Problem details: Needed from the data below: all lines that contain the word "share".

Supplied data:
[Start of Attachment]

use std::collections::BTreeMap;
use std::time::Instant;

/// Observer for pipeline ticks.
///
/// Keeps the pipeline free of any particular reporting mechanism: the CLI
/// summarises through `log`, tests discard everything.
pub trait PipelineLogger: Send {
    /// Report frame-level progress. `total` is 0 when the source length is unknown.
    fn progress(&mut self, current: usize, total: usize);

    /// Count one tick ending with the named outcome (`"buffered"`, `"no_region"`, ...).
    fn outcome(&mut self, name: &'static str);

    /// Record how long a named stage took for one tick.
    fn timing(&mut self, stage: &str, duration_ms: f64);

    /// Record a point-in-time metric such as window fill or dropped frames.
    fn metric(&mut self, name: &str, value: f64);

    /// Log a human-readable status message.
    fn info(&mut self, message: &str);

    /// Emit an end-of-run summary. Default: no-op.
    fn summary(&self) {}
}

/// Discards every event.
pub struct NullPipelineLogger;

impl PipelineLogger for NullPipelineLogger {
    fn progress(&mut self, _current: usize, _total: usize) {}
    fn outcome(&mut self, _name: &'static str) {}
    fn timing(&mut self, _stage: &str, _duration_ms: f64) {}
    fn metric(&mut self, _name: &str, _value: f64) {}
    fn info(&mut self, _message: &str) {}
}

/// Collects per-stage timings, metrics and outcome counts and reports them
/// through `log`.
///
/// Progress lines are throttled to one every `throttle_frames` frames.
pub struct StdoutPipelineLogger {
    throttle_frames: usize,
    timings: BTreeMap<String, Vec<f64>>,
    metrics: BTreeMap<String, Vec<f64>>,
    outcomes: BTreeMap<&'static str, usize>,
    start_time: Instant,
    frames_seen: usize,
    messages: Vec<String>,
}

impl StdoutPipelineLogger {
    pub fn new(throttle_frames: usize) -> Self {
        Self {
            throttle_frames: throttle_frames.max(1),
            timings: BTreeMap::new(),
            metrics: BTreeMap::new(),
            outcomes: BTreeMap::new(),
            start_time: Instant::now(),
            frames_seen: 0,
            messages: Vec::new(),
        }
    }

    /// The formatted report, or `None` before any tick was observed.
    pub fn summary_string(&self) -> Option<String> {
        if self.timings.is_empty() && self.metrics.is_empty() && self.outcomes.is_empty() {
            return None;
        }

        let elapsed_ms = self.start_time.elapsed().as_secs_f64() * 1000.0;
        let ticks: usize = self.outcomes.values().sum();
        let mut lines = vec![format!(
            "Pipeline summary ({ticks} ticks, {:.1}s total):",
            elapsed_ms / 1000.0
        )];

        for (stage, durations) in &self.timings {
            let total_ms: f64 = durations.iter().sum();
            let share = if elapsed_ms > 0.0 {
                total_ms / elapsed_ms * 100.0
            } else {
                0.0
            };
            lines.push(format!(
                "  {stage:10}: avg {:6.1}ms  total {total_ms:7.0}ms  ({share:4.1}%)",
                average(durations)
            ));
        }

        for (name, values) in &self.metrics {
            lines.push(format!("  {name}: avg {:.1}", average(values)));
        }

        if !self.outcomes.is_empty() {
            let counts: Vec<String> = self
                .outcomes
                .iter()
                .map(|(name, count)| format!("{name}={count}"))
                .collect();
            lines.push(format!("  Outcomes: {}", counts.join(" ")));
        }

        if ticks > 0 && elapsed_ms > 0.0 {
            let fps = ticks as f64 / (elapsed_ms / 1000.0);
            lines.push(format!("  Throughput: {fps:.1} fps"));
        }

        Some(lines.join("\n"))
    }

    pub fn timings_for(&self, stage: &str) -> Option<&[f64]> {
        self.timings.get(stage).map(|v| v.as_slice())
    }

    pub fn metrics_for(&self, name: &str) -> Option<&[f64]> {
        self.metrics.get(name).map(|v| v.as_slice())
    }

    pub fn outcome_count(&self, name: &str) -> usize {
        self.outcomes.get(name).copied().unwrap_or(0)
    }
}

impl Default for StdoutPipelineLogger {
    fn default() -> Self {
        Self::new(30)
    }
}

impl PipelineLogger for StdoutPipelineLogger {
    fn progress(&mut self, current: usize, total: usize) {
        self.frames_seen = current;
        if current % self.throttle_frames != 0 && current != total {
            return;
        }
        if total > 0 {
            let pct = current as f64 / total as f64 * 100.0;
            log::info!("Processing: {current}/{total} frames ({pct:.1}%)");
        } else {
            log::info!("Processing: {current} frames");
        }
    }

    fn outcome(&mut self, name: &'static str) {
        *self.outcomes.entry(name).or_default() += 1;
    }

    fn timing(&mut self, stage: &str, duration_ms: f64) {
        self.timings
            .entry(stage.to_string())
            .or_default()
            .push(duration_ms);
    }

    fn metric(&mut self, name: &str, value: f64) {
        self.metrics.entry(name.to_string()).or_default().push(value);
    }

    fn info(&mut self, message: &str) {
        self.messages.push(message.to_string());
        log::info!("{message}");
    }

    fn summary(&self) {
        if let Some(text) = self.summary_string() {
            log::info!("\n\n{text}");
        }
    }
}

fn average(values: &[f64]) -> f64 {
    if values.is_empty() {
        0.0
    } else {
        values.iter().sum::<f64>() / values.len() as f64
    }
}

[End of Attachment]

Completed task:
            let share = if elapsed_ms > 0.0 {
                "  {stage:10}: avg {:6.1}ms  total {total_ms:7.0}ms  ({share:4.1}%)",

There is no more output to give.